Jack felt no love lost for a man who could very well have been planning to kill thousands of Americans, but the thought of yet another death rankled him.
When would these people stop?
And what the hell were they hiding? No matter how many times Jack ran the chain of events through his mind, however often he stopped to reexamine an event or a fact or even a half-cocked assumption, he still couldn’t make any sense of it.
By the time the ambulance left and the police finished taking the woman’s statement and started wrapping things up, the neighborhood crowd had already lost interest and people had wandered back into their homes. From the shrugs and brief conversations and lack of anything approaching shock or sorry, Jack gathered that not many people had known al-Fida.
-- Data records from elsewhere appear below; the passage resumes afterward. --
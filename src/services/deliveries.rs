use chrono::{DateTime, NaiveDate, Utc};
use rust_decimal::Decimal;
use sea_orm::{
    ActiveModelTrait, ColumnTrait, ConnectionTrait, EntityTrait, ModelTrait, QueryFilter,
    QueryOrder, Set, TransactionTrait,
};
use serde::{Deserialize, Serialize};
use std::sync::Arc;
use tracing::instrument;

use crate::db::DbPool;
use crate::entities::{
    delivery::{self, Entity as Deliveries},
    delivery_item::{self, Entity as DeliveryItems},
    purchase_order::{self, Entity as PurchaseOrders},
    stock_movement::{ChangeKind, Origin},
};
use crate::errors::ServiceError;
use crate::events::{Event, EventSender};
use crate::services::{ledger, materials, workshops};

#[derive(Debug, Clone, Deserialize)]
pub struct DeliveryItemInput {
    pub material_id: i64,
    pub quantity: Decimal,
    #[serde(default)]
    pub note: String,
}

/// Full payload of a delivery. Updates replace the whole document, so the
/// same shape serves create and update.
#[derive(Debug, Clone, Deserialize)]
pub struct DeliveryInput {
    pub workshop_id: i64,
    #[serde(default)]
    pub order_id: Option<i64>,
    #[serde(default)]
    pub delivered_on: Option<NaiveDate>,
    #[serde(default)]
    pub note: String,
    #[serde(default)]
    pub is_historical: bool,
    pub items: Vec<DeliveryItemInput>,
}

#[derive(Debug, Clone, Serialize)]
pub struct DeliveryItemView {
    pub id: i64,
    pub material_id: i64,
    pub quantity: Decimal,
    pub note: String,
}

#[derive(Debug, Clone, Serialize)]
pub struct OrderRef {
    pub id: i64,
    pub order_number: String,
}

#[derive(Debug, Clone, Serialize)]
pub struct DeliveryDetail {
    pub id: i64,
    pub workshop_id: i64,
    pub order: Option<OrderRef>,
    pub delivered_on: Option<NaiveDate>,
    pub note: String,
    pub is_historical: bool,
    pub created_at: DateTime<Utc>,
    pub items: Vec<DeliveryItemView>,
}

/// Inbound goods receipts. Each non-historical delivery line materializes
/// one inbound movement carrying the delivery as origin; updates follow
/// delete-then-create semantics in a single transaction.
#[derive(Clone)]
pub struct DeliveryService {
    db_pool: Arc<DbPool>,
    event_sender: Arc<EventSender>,
}

impl DeliveryService {
    pub fn new(db_pool: Arc<DbPool>, event_sender: Arc<EventSender>) -> Self {
        Self {
            db_pool,
            event_sender,
        }
    }

    #[instrument(skip(self, input))]
    pub async fn create_delivery(
        &self,
        input: DeliveryInput,
    ) -> Result<DeliveryDetail, ServiceError> {
        let db = self.db_pool.as_ref();
        let txn = db.begin().await.map_err(ServiceError::db_error)?;

        let order = validate_input(&txn, &input).await?;
        let suppressed = is_suppressed(&input, order.as_ref());

        let delivery = delivery::ActiveModel {
            workshop_id: Set(input.workshop_id),
            order_id: Set(input.order_id),
            delivered_on: Set(input.delivered_on),
            note: Set(input.note.clone()),
            is_historical: Set(input.is_historical),
            ..Default::default()
        }
        .insert(&txn)
        .await
        .map_err(ServiceError::db_error)?;

        write_items_and_movements(&txn, &delivery, &input.items, suppressed).await?;

        txn.commit().await.map_err(ServiceError::db_error)?;

        self.event_sender
            .send_or_log(Event::DeliveryCreated {
                delivery_id: delivery.id,
            })
            .await;

        self.get_delivery(delivery.id).await
    }

    /// Replaces a delivery wholesale: its movements are deleted by origin and
    /// re-created from the new payload, all in one transaction, so no
    /// intermediate state is observable.
    #[instrument(skip(self, input))]
    pub async fn update_delivery(
        &self,
        delivery_id: i64,
        input: DeliveryInput,
    ) -> Result<DeliveryDetail, ServiceError> {
        let db = self.db_pool.as_ref();
        let txn = db.begin().await.map_err(ServiceError::db_error)?;

        let existing = find_delivery(&txn, delivery_id).await?;
        let order = validate_input(&txn, &input).await?;
        let suppressed = is_suppressed(&input, order.as_ref());

        ledger::delete_movements_for_origin(&txn, Origin::delivery(delivery_id)).await?;
        DeliveryItems::delete_many()
            .filter(delivery_item::Column::DeliveryId.eq(delivery_id))
            .exec(&txn)
            .await
            .map_err(ServiceError::db_error)?;

        let mut active: delivery::ActiveModel = existing.into();
        active.workshop_id = Set(input.workshop_id);
        active.order_id = Set(input.order_id);
        active.delivered_on = Set(input.delivered_on);
        active.note = Set(input.note.clone());
        active.is_historical = Set(input.is_historical);
        let delivery = active.update(&txn).await.map_err(ServiceError::db_error)?;

        write_items_and_movements(&txn, &delivery, &input.items, suppressed).await?;

        txn.commit().await.map_err(ServiceError::db_error)?;

        self.event_sender
            .send_or_log(Event::DeliveryUpdated { delivery_id })
            .await;

        self.get_delivery(delivery_id).await
    }

    /// Removes the delivery together with its items and every movement it
    /// produced.
    #[instrument(skip(self))]
    pub async fn delete_delivery(&self, delivery_id: i64) -> Result<(), ServiceError> {
        let db = self.db_pool.as_ref();
        let txn = db.begin().await.map_err(ServiceError::db_error)?;

        let delivery = find_delivery(&txn, delivery_id).await?;

        ledger::delete_movements_for_origin(&txn, Origin::delivery(delivery_id)).await?;
        DeliveryItems::delete_many()
            .filter(delivery_item::Column::DeliveryId.eq(delivery_id))
            .exec(&txn)
            .await
            .map_err(ServiceError::db_error)?;
        delivery
            .delete(&txn)
            .await
            .map_err(ServiceError::db_error)?;

        txn.commit().await.map_err(ServiceError::db_error)?;

        self.event_sender
            .send_or_log(Event::DeliveryDeleted { delivery_id })
            .await;

        Ok(())
    }

    #[instrument(skip(self))]
    pub async fn get_delivery(&self, delivery_id: i64) -> Result<DeliveryDetail, ServiceError> {
        let db = self.db_pool.as_ref();
        let delivery = find_delivery(db, delivery_id).await?;
        self.build_detail(delivery).await
    }

    /// All deliveries, newest first.
    #[instrument(skip(self))]
    pub async fn list_deliveries(&self) -> Result<Vec<DeliveryDetail>, ServiceError> {
        let db = self.db_pool.as_ref();
        let deliveries = Deliveries::find()
            .order_by_desc(delivery::Column::CreatedAt)
            .order_by_desc(delivery::Column::Id)
            .all(db)
            .await
            .map_err(ServiceError::db_error)?;

        let mut details = Vec::with_capacity(deliveries.len());
        for delivery in deliveries {
            details.push(self.build_detail(delivery).await?);
        }
        Ok(details)
    }

    async fn build_detail(
        &self,
        delivery: delivery::Model,
    ) -> Result<DeliveryDetail, ServiceError> {
        let db = self.db_pool.as_ref();

        let items = DeliveryItems::find()
            .filter(delivery_item::Column::DeliveryId.eq(delivery.id))
            .order_by_asc(delivery_item::Column::Id)
            .all(db)
            .await
            .map_err(ServiceError::db_error)?;

        let order = match delivery.order_id {
            Some(order_id) => PurchaseOrders::find_by_id(order_id)
                .one(db)
                .await
                .map_err(ServiceError::db_error)?
                .map(|o| OrderRef {
                    id: o.id,
                    order_number: o.order_number,
                }),
            None => None,
        };

        Ok(DeliveryDetail {
            id: delivery.id,
            workshop_id: delivery.workshop_id,
            order,
            delivered_on: delivery.delivered_on,
            note: delivery.note,
            is_historical: delivery.is_historical,
            created_at: delivery.created_at,
            items: items
                .into_iter()
                .map(|item| DeliveryItemView {
                    id: item.id,
                    material_id: item.material_id,
                    quantity: item.quantity,
                    note: item.note,
                })
                .collect(),
        })
    }
}

async fn find_delivery<C: ConnectionTrait>(
    conn: &C,
    delivery_id: i64,
) -> Result<delivery::Model, ServiceError> {
    Deliveries::find_by_id(delivery_id)
        .one(conn)
        .await
        .map_err(ServiceError::db_error)?
        .ok_or_else(|| ServiceError::not_found(format!("delivery {}", delivery_id)))
}

/// A historical delivery, or one linked to a historical order, produces no
/// movements at all.
fn is_suppressed(input: &DeliveryInput, order: Option<&purchase_order::Model>) -> bool {
    input.is_historical || order.map(|o| o.is_historical).unwrap_or(false)
}

async fn validate_input<C: ConnectionTrait>(
    conn: &C,
    input: &DeliveryInput,
) -> Result<Option<purchase_order::Model>, ServiceError> {
    workshops::find_workshop(conn, input.workshop_id).await?;

    let order = match input.order_id {
        Some(order_id) => Some(
            PurchaseOrders::find_by_id(order_id)
                .one(conn)
                .await
                .map_err(ServiceError::db_error)?
                .ok_or_else(|| ServiceError::not_found(format!("order {}", order_id)))?,
        ),
        None => None,
    };

    for item in &input.items {
        materials::find_material(conn, item.material_id).await?;
        if item.quantity <= Decimal::ZERO {
            return Err(ServiceError::validation(format!(
                "delivery quantity for material {} must be positive",
                item.material_id
            )));
        }
    }

    Ok(order)
}

async fn write_items_and_movements<C: ConnectionTrait>(
    conn: &C,
    delivery: &delivery::Model,
    items: &[DeliveryItemInput],
    suppressed: bool,
) -> Result<(), ServiceError> {
    for item in items {
        delivery_item::ActiveModel {
            delivery_id: Set(delivery.id),
            material_id: Set(item.material_id),
            quantity: Set(item.quantity),
            note: Set(item.note.clone()),
            ..Default::default()
        }
        .insert(conn)
        .await
        .map_err(ServiceError::db_error)?;

        if !suppressed {
            ledger::record_movement(
                conn,
                delivery.workshop_id,
                item.material_id,
                ChangeKind::InboundDelivery,
                item.quantity,
                format!("Delivery #{} - {}", delivery.id, item.note),
                Some(Origin::delivery(delivery.id)),
            )
            .await?;
        }
    }

    Ok(())
}
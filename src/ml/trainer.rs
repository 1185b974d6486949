// ============================================================
// Layer 5 — One Training Pass
// ============================================================
// A single sweep over the window dataset using Burn's
// DataLoader and whichever optimizer the predictor owns.
//
// Per batch:
//   forward → cross-entropy → backward → optimizer step
//
// The DataLoader is built without shuffling, so batches come
// out in corpus order and the final partial batch is kept.
//
// The returned loss is the sample-weighted mean over the pass,
// so a small final batch counts for no more than its size.
//
// Reference: Burn Book §5 (Custom Training Loop)
//            Kingma & Ba (2015) Adam, Hinton (2012) RMSprop

use burn::{
    backend::ndarray::NdArrayDevice,
    data::dataloader::DataLoaderBuilder,
    module::AutodiffModule,
    optim::{GradientsParams, Optimizer},
    prelude::*,
};

use crate::data::batcher::WindowBatcher;
use crate::domain::window::WindowDataset;
use crate::domain::error::{ensure_finite, CharModelError, Result};
use crate::ml::model::NextSymbolModel;
use crate::ml::TrainBackend;

/// Train `model` for one pass over `dataset`.
/// Returns the updated model and the mean loss of the pass.
pub fn train_pass<M, O>(
    mut model:  M,
    optim:      &mut O,
    dataset:    &WindowDataset,
    batch_size: usize,
    lr:         f64,
    device:     &NdArrayDevice,
) -> Result<(M, f64)>
where
    M: AutodiffModule<TrainBackend> + NextSymbolModel<TrainBackend>,
    O: Optimizer<M, TrainBackend>,
{
    let batcher = WindowBatcher::<TrainBackend>::new(device.clone());
    let loader  = DataLoaderBuilder::new(batcher)
        .batch_size(batch_size)
        .build(dataset.clone());

    let mut loss_sum = 0.0f64;
    let mut seen     = 0usize;
    let mut batches  = 0usize;

    for batch in loader.iter() {
        let batch_len = batch.labels.dims()[0];
        let loss      = model.forward_loss(batch.windows, batch.labels);

        let loss_val: f64 = loss.clone().into_scalar().elem::<f64>();
        ensure_finite([loss_val], "training")?;
        loss_sum += loss_val * batch_len as f64;
        seen     += batch_len;
        batches  += 1;

        // Backward pass + optimizer update
        let grads = loss.backward();
        let grads = GradientsParams::from_grads(grads, &model);
        model = optim.step(lr, model, grads);
    }

    if seen == 0 {
        return Err(CharModelError::EmptyDataset);
    }

    let avg_loss = loss_sum / seen as f64;
    tracing::debug!("Pass done: {} batches, {} samples, loss={:.4}", batches, seen, avg_loss);
    Ok((model, avg_loss))
}
// ============================================================
// Layer 2 — InspectUseCase
// ============================================================
// Loads and cleans a corpus without training anything, and
// reports what a comparison run would see: its length, its
// vocabulary and how many windows a given seq_len/step yields.

use anyhow::Result;
use serde::Serialize;

use crate::data::loader::TextFileLoader;
use crate::domain::window::WindowDataset;
use crate::domain::{traits::CorpusSource, vocabulary::Vocabulary};

#[derive(Debug, Clone, PartialEq, Serialize)]
pub struct CorpusStats {
    pub chars:      usize,
    pub vocabulary: Vec<char>,
    pub seq_len:    usize,
    pub step:       usize,
    pub windows:    usize,
}

pub struct InspectUseCase {
    corpus_path: String,
    seq_len:     usize,
    step:        usize,
}

impl InspectUseCase {
    pub fn new(corpus_path: impl Into<String>, seq_len: usize, step: usize) -> Self {
        Self { corpus_path: corpus_path.into(), seq_len, step }
    }

    pub fn execute(&self) -> Result<CorpusStats> {
        let source = TextFileLoader::new(&self.corpus_path);
        self.inspect(&source)
    }

    fn inspect(&self, source: &dyn CorpusSource) -> Result<CorpusStats> {
        let corpus  = source.load_corpus()?;
        let vocab   = Vocabulary::from_corpus(&corpus)?;
        let dataset = WindowDataset::build(&corpus, &vocab, self.seq_len, self.step)?;

        Ok(CorpusStats {
            chars:      corpus.chars().count(),
            vocabulary: vocab.chars().to_vec(),
            seq_len:    self.seq_len,
            step:       self.step,
            windows:    dataset.len(),
        })
    }
}
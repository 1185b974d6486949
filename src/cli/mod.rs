// ============================================================
// Layer 1 — CLI / Presentation Layer
// ============================================================
// Entry point for all user interaction. Parses arguments with
// clap and hands the work to Layer 2 (application).
//
// Two commands are supported:
//   1. `compare` — trains the three models on a corpus and
//                  streams generated text after every pass
//   2. `inspect` — prints corpus statistics
//
// Reference: Rust Book §7 (Modules), §12 (CLI programs)

pub mod commands;
pub mod console;

use anyhow::Result;
use clap::Parser;
use commands::{Commands, CompareArgs, InspectArgs};
use console::ConsoleSink;

#[derive(Parser, Debug)]
#[command(
    name = "char-model-compare",
    version = "0.1.0",
    about = "Compare SimpleRNN, GRU and Transformer next-character models on a text corpus."
)]
pub struct Cli {
    #[command(subcommand)]
    pub command: Commands,
}

impl Cli {
    /// Dispatch to the matching use case; the CLI layer only routes.
    pub fn run(self) -> Result<()> {
        match self.command {
            Commands::Compare(args) => run_compare(args),
            Commands::Inspect(args) => run_inspect(args),
        }
    }
}

fn run_compare(args: CompareArgs) -> Result<()> {
    use crate::application::compare_use_case::CompareUseCase;

    tracing::info!("Comparing models on corpus: {}", args.corpus);

    let output_dir = args.output_dir.clone();
    let mut sink   = ConsoleSink::stdout();
    let summary    = CompareUseCase::new(args.into()).execute(&mut sink)?;

    println!("{}", "=".repeat(50));
    println!(
        "Corpus: {} chars, vocabulary {}, {} windows",
        summary.corpus_chars, summary.vocab_size, summary.windows
    );
    for outcome in &summary.outcomes {
        let h = &outcome.history;
        match (h.last(), h.best()) {
            (Some(last), Some(best)) => {
                println!("{:<12} final loss {:.4}  best {:.4}", h.model, last, best)
            }
            _ => println!("{:<12} no iterations run", h.model),
        }
    }
    println!("Loss histories written to '{}'", output_dir);
    Ok(())
}

fn run_inspect(args: InspectArgs) -> Result<()> {
    use crate::application::inspect_use_case::InspectUseCase;

    let stats = InspectUseCase::new(args.corpus, args.seq_len, args.step).execute()?;
    let vocabulary: String = stats.vocabulary.iter().collect();

    println!("Characters:  {}", stats.chars);
    println!("Vocabulary:  {} {:?}", stats.vocabulary.len(), vocabulary);
    println!("Windows:     {} (seq_len={}, step={})", stats.windows, stats.seq_len, stats.step);
    Ok(())
}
Before long, the woman was back at the window, watching the last of the police cars drive away. Jack decided to give her a few minutes before he crossed the street and knocked on the door. But to his surprise, when the lights of the last police car had faded, she immediately doused the light and a few moments later emerged from the entryway of the building. She stepped out to the sidewalk, stopped, and once again pulled the cell phone from her purse.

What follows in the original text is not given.